L’antica Stabiae – un patrimonio archeologico inestimabile

Storia e Ricerche

L’antica Stabiae

un patrimonio archeologico inestimabile

articolo di Maurizio Cuomo

Il frigidarium di Villa San Marco (pittura del maestro Umberto Cesino)

Il frigidarium di Villa San Marco (pittura del maestro Umberto Cesino)

Seppur brevemente, in questa pagina ricordiamo le antiche ville romane di Stabiae, sicuramente tra le maggiori risorse su cui si basa il patrimonio inestimabile (purtroppo, sigh!, ancora troppo poco valorizzato), offerto dal territorio in cui insiste la nostra cara Castellammare di Stabia.

Tra i siti archeologici della Campania, l’antica Stabiae e le sue ville di otium (di riposo) catturano senza dubbio un’attenzione particolare. Questo insediamento, situato in località Varano su un antico pianoro panoramico affacciato sul magnifico Golfo di Napoli, occupava la zona più esposta e attraente del territorio. I ricchi patrizi romani lo scelsero come luogo di villeggiatura, finché la devastante eruzione del Vesuvio del 24 agosto del 79 d.C. non lo seppellì completamente, infliggendo la stessa sorte anche a Ercolano, Oplonti e Pompei.

Per secoli, si perse quasi del tutto memoria di Stabiae, finché i Borbone, diversi secoli dopo l’eruzione, non iniziarono a riportarla alla luce. Tra il 1749 e il 1762 e poi tra il 1775 e il 1782, operarono due campagne di scavi rudimentali, mosse principalmente dalla ricerca di ori e preziosi. Dopo aver esplorato le antiche strutture, decisero però di ricoprire l’area, restituendola così alla coltivazione agricola.

Gli scavi borbonici e la riscoperta moderna

“Nel 1749 il nome di Castellammare veniva ricordato un po’ dovunque, in seguito agli inizi degli scavi archeologici, che avevano l’intento di portare alla luce i resti delle ville della famosa Stabia Romana.
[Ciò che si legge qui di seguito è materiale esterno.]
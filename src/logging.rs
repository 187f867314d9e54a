use std::fmt;

use sha2::{Digest, Sha256};

use crate::sink::SinkError;
use crate::Rejection;

/// Hex characters of the SHA-256 digest kept in logs.
const DIGEST_HEX_LEN: usize = 16;

/// Truncated SHA-256 digest of a raw input, as lower-case hex.
///
/// Lets operators correlate repeated probes without the payload ever
/// appearing in a log line.
pub(crate) fn input_digest(raw: &str) -> String {
    let digest = Sha256::digest(raw.as_bytes());
    hex::encode(&digest[..DIGEST_HEX_LEN / 2])
}

/// A request-scoped logger for guard outcomes.
///
/// Every event carries the request id. Rejections are logged with the guard
/// name, the rejection kind and the input digest; the raw input is never a
/// field.
#[derive(Debug, Clone, Copy)]
pub struct GuardLog<'a> {
    request_id: &'a str,
}

impl<'a> GuardLog<'a> {
    /// Creates a logger bound to a request id.
    pub fn new(request_id: &'a str) -> Self {
        Self { request_id }
    }

    /// Returns the request ID associated with this logger.
    pub fn request_id(&self) -> &'a str {
        self.request_id
    }

    /// Records that a guard accepted its input.
    pub fn accepted(&self, guard: &'static str) {
        tracing::debug!(request_id = %self.request_id, guard, "input accepted");
    }

    /// Records that a guard rejected its input.
    pub fn rejected(&self, guard: &'static str, rejection: &Rejection, input_sha256: &str) {
        tracing::warn!(
            request_id = %self.request_id,
            guard,
            kind = %rejection.kind(),
            input_sha256,
            reason = rejection.reason(),
            "input rejected"
        );
    }

    /// Records that a sink failed after its input was accepted.
    pub fn sink_failed(&self, sink: &'static str, error: &SinkError) {
        tracing::error!(request_id = %self.request_id, sink, kind = %error.kind(), "{}", error);
    }

    /// Logs an info-level message with request ID.
    pub fn info(&self, args: fmt::Arguments<'_>) {
        tracing::info!(request_id = %self.request_id, "{}", args);
    }
}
Questa campagna di scavi, iniziata il 7 giugno 1749 sulla collina di Varano (ripa di Barano) fu voluta da re Carlo (di Borbone), e continuò tra alterne vicende, fino al 1762, con risultati disastrosi e con effetti deleterii pel nostro patrimonio archeologico”.1

Nonostante abbiano condotto esplorazioni disordinate e tutt’altro che scientifiche, i Borbone si accorsero sin dai primi ritrovamenti che la pioggia di cenere e lapilli, pur se all’epoca portatrice di morte e distruzione, aveva paradossalmente preservato in modo eccellente i decori parietali e le suppellettili.

Considerarono quindi quella coltre vulcanica una vera manna dal cielo. In poco più di trent’anni, riportarono alla luce un numero impressionante di reperti, che nei decenni successivi si dispersero in musei e collezioni private in ogni parte del mondo, tanto che oggi risulta praticamente impossibile redigerne un elenco completo.

Quando terminò l’epoca d’oro degli scavatori borbonici, gli archeologi abbandonarono le ville di Stabiae. Col passare degli anni, la terra le ricoprì di nuovo. La memoria di quei tesori andò lentamente perduta.

Tuttavia, nel secolo scorso, Stabiae tornò a risplendere. Dal 1950 al 1962, Libero D’Orsi, preside stabiese, guidò con passione e tenacia una nuova stagione di scavi. Condusse le indagini in modo sistematico e metodico, restituendo alla luce le antiche ville sepolte.

Oggi, gli studiosi riconoscono a D’Orsi il merito della riscoperta definitiva di Stabiae. Alla sua memoria è legato il rilancio moderno del sito archeologico.


Note:

1. Testo tratto da: Stabiae dalle origini ai Borboni, Giuseppe Greco – pag. 277.